Tool calls show actual values: commands, file paths, glob patterns. Errors show what failed. Assistant responses are stripped of markdown.

</p>
</details> 

### Filtering

```bash
# Show only tool calls and errors
agent-strace replay --filter tool_call,error

# Replay with timing (watch it unfold)
agent-strace replay --live --speed 2
```

### Export

```bash
# JSON array
agent-strace export a84664 --format json

# CSV (for spreadsheets)
agent-strace export a84664 --format csv

# NDJSON (for streaming pipelines)
agent-strace export a84664 --format ndjson
```

## Trace format

Traces are stored as directories in `.agent-traces/`:

```
.agent-traces/
  a84664242afa4516/
    meta.json        # session metadata
    events.ndjson    # newline-delimited JSON events
```

Each event is a single JSON line:

```json
{
  "event_type": "tool_call",
  "timestamp": 1773562735.09,
  "event_id": "bf1207728ee6",
  "session_id": "a84664242afa4516",
  "data": {
    "tool_name": "read_file",
    "arguments": {"path": "src/auth.py"}
  }
}
```

### Event types

| Type | Description |
|------|-------------|
| `session_start` | Trace session began |
| `session_end` | Trace session ended |
| `user_prompt` | User submitted a prompt to the agent |
| `assistant_response` | Agent produced a text response |
| `tool_call` | Agent invoked a tool |
| `tool_result` | Tool returned a result |
| `llm_request` | Agent sent a prompt to an LLM |
| `llm_response` | LLM returned a completion |
| `file_read` | Agent read a file |
| `file_write` | Agent wrote a file |
| `decision` | Agent chose between alternatives |
| `error` | Something failed |

Events link to each other. A `tool_result` has a `parent_id` pointing to its `tool_call`. This lets you measure latency per tool and trace the full call chain.
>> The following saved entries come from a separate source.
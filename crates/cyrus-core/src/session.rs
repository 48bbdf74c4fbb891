// SPDX-License-Identifier: BUSL-1.1
// Copyright (c) 2026 Alfred Jean LLC

//! The `Session` aggregate: one tracker-driven agent run, owned for its
//! entire lifetime by a single `SessionCoordinator`.

use crate::elicitation::Elicitation;
use crate::parallel::ParallelAgentGroup;
use crate::ralph::RalphState;
use crate::runner_event::RunnerEvent;
use crate::runner_selection::RunnerSelection;
use crate::state_machine::SessionStateMachine;
use serde::{Deserialize, Serialize};
use std::collections::HashMap;
use std::path::PathBuf;

crate::define_id! {
    /// Internal session identifier, distinct from the tracker's own
    /// session id (`trackerSessionId` below).
    pub struct SessionId("sess-");
}

crate::define_id! {
    /// Identifier for a [`ParallelAgentGroup`].
    pub struct GroupId("grp-");
}

/// Number of narrative entries retained verbatim before older ones are
/// folded into a single rollup entry (see [`Session::record_event`]).
pub const NARRATIVE_CAP: usize = 500;

/// One already-posted runner event, or a summary standing in for a run
/// of entries that aged out past [`NARRATIVE_CAP`].
#[derive(Debug, Clone, PartialEq, Serialize, Deserialize)]
#[serde(tag = "kind")]
pub enum NarrativeEntry {
    Event(RunnerEvent),
    /// Replaces `count` older entries that were trimmed to bound the
    /// persisted document's size.
    Rollup { count: usize },
}

/// A session's entire lifetime state, mutated only by its owning
/// coordinator task (see spec §5: no locks needed, single-task
/// ownership).
#[derive(Debug, Clone, Serialize, Deserialize)]
pub struct Session {
    pub id: SessionId,
    pub tracker_session_id: Option<String>,
    pub repository_id: String,
    pub issue_id: String,
    pub workspace_path: PathBuf,

    pub state_machine: SessionStateMachine,

    pub runner_selection: RunnerSelection,
    /// Narrative entries, oldest first; see [`NARRATIVE_CAP`].
    pub narrative: Vec<NarrativeEntry>,
    pub parallel_groups: HashMap<GroupId, ParallelAgentGroup>,
    pub ralph_state: Option<RalphState>,
    /// Elicitations awaiting a `response` activity, keyed by their id.
    #[serde(default)]
    pub pending_elicitations: HashMap<String, Elicitation>,

    pub started_at: u64,
    pub ended_at: Option<u64>,
    pub exit_code: Option<i32>,
    /// Truncated to 1500 characters, per spec §4.7 failure semantics.
    pub stderr_tail: Option<String>,
}

impl Session {
    pub fn new(
        repository_id: impl Into<String>,
        issue_id: impl Into<String>,
        workspace_path: PathBuf,
        runner_selection: RunnerSelection,
        started_at: u64,
    ) -> Self {
        let id = SessionId::new();
        Self {
            state_machine: SessionStateMachine::new(id.as_str()),
            id,
            tracker_session_id: None,
            repository_id: repository_id.into(),
            issue_id: issue_id.into(),
            workspace_path,
            runner_selection,
            narrative: Vec::new(),
            parallel_groups: HashMap::new(),
            ralph_state: None,
            pending_elicitations: HashMap::new(),
            started_at,
            ended_at: None,
            exit_code: None,
            stderr_tail: None,
        }
    }

    /// Append `event` to the narrative, folding the oldest entries into
    /// a rollup once the cap is exceeded.
    pub fn record_event(&mut self, event: RunnerEvent) {
        self.narrative.push(NarrativeEntry::Event(event));
        if self.narrative.len() > NARRATIVE_CAP {
            let has_rollup = matches!(self.narrative.first(), Some(NarrativeEntry::Rollup { .. }));
            let start = if has_rollup { 1 } else { 0 };
            let overflow = self.narrative.len() - NARRATIVE_CAP;
            let removed = self.narrative.drain(start..start + overflow).count();
            let prior = if has_rollup {
                match self.narrative.remove(0) {
                    NarrativeEntry::Rollup { count } => count,
                    NarrativeEntry::Event(_) => unreachable!(),
                }
            } else {
                0
            };
            self.narrative.insert(0, NarrativeEntry::Rollup { count: prior + removed });
        }
    }

    /// Truncate `stderr` output to the 1500-character tail, per spec §4.7.
    pub fn set_stderr_tail(&mut self, stderr: &str) {
        const MAX: usize = 1500;
        self.stderr_tail = Some(crate::id::short(stderr, MAX).to_string());
    }

    pub fn is_terminal(&self) -> bool {
        self.state_machine.is_terminal()
    }

    pub fn can_resume(&self) -> bool {
        self.state_machine.can_resume()
    }
}

#[cfg(test)]
#[path = "session_tests.rs"]
mod tests;
// SPDX-License-Identifier: BUSL-1.1
// Copyright (c) 2026 Alfred Jean LLC

//! Resolves which webhook authentication mode (spec §6) this
//! deployment uses, and picks the right header for each.

use axum::http::HeaderMap;
use cyrus_wire::{AuthError, WebhookAuth};

#[derive(Clone)]
pub struct WebhookAuthConfig {
    auth: WebhookAuth,
}

impl WebhookAuthConfig {
    /// `CYRUS_WEBHOOK_HMAC_SECRET` takes precedence over
    /// `CYRUS_WEBHOOK_BEARER_TOKEN` if both happen to be set; a
    /// deployment picks exactly one mode (spec §6).
    pub fn from_env() -> Self {
        if let Ok(secret) = std::env::var("CYRUS_WEBHOOK_HMAC_SECRET") {
            return Self { auth: WebhookAuth::Hmac { secret } };
        }
        if let Ok(token) = std::env::var("CYRUS_WEBHOOK_BEARER_TOKEN") {
            return Self { auth: WebhookAuth::Bearer { token } };
        }
        // No secret configured: every request is rejected. A
        // deployment must explicitly opt into a mode rather than
        // silently accepting unauthenticated webhooks.
        Self { auth: WebhookAuth::Bearer { token: String::new() } }
    }

    #[cfg(test)]
    pub(crate) fn for_test(auth: WebhookAuth) -> Self {
        Self { auth }
    }

    pub fn header_value(&self, headers: &HeaderMap) -> Option<String> {
        let header_name = match &self.auth {
            WebhookAuth::Hmac { .. } => "x-signature",
            WebhookAuth::Bearer { .. } => "authorization",
        };
        headers.get(header_name).and_then(|v| v.to_str().ok()).map(str::to_string)
    }

    pub fn verify(&self, body: &[u8], header_value: Option<&str>) -> Result<(), AuthError> {
        self.auth.verify(body, header_value)
    }
}

#[cfg(test)]
#[path = "auth_config_tests.rs"]
mod tests;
## Use with Claude Code, Cursor, Windsurf

### Claude Code (hooks, recommended)

Captures the full session: prompts, responses, and every tool call. See [examples/claude_code_config.md](examples/claude_code_config.md) for the full config.

```bash
agent-strace setup                    # per-project config
agent-strace setup --redact --global  # all projects, with secret redaction
```

### Cursor

Edit `~/.cursor/mcp.json` (global) or `.cursor/mcp.json` (per-project):

```json
{
  "mcpServers": {
    "filesystem": {
      "command": "agent-strace",
      "args": ["record", "--name", "filesystem", "--", "npx", "-y", "@modelcontextprotocol/server-filesystem", "/tmp"]
    }
  }
}
```

### Windsurf

Edit `~/.codeium/windsurf/mcp_config.json`:

```json
{
  "mcpServers": {
    "filesystem": {
      "command": "agent-strace",
      "args": ["record", "--name", "filesystem", "--", "npx", "-y", "@modelcontextprotocol/server-filesystem", "/tmp"]
    }
  }
}
```

### Any MCP client

The pattern is the same for any tool that uses MCP over stdio:

1. Replace the server `command` with `agent-strace`
2. Prepend `record --name <label> --` to the original args
3. Use the tool normally
4. Run `agent-strace replay` to see what happened

See the [examples/](examples/) directory for full config files.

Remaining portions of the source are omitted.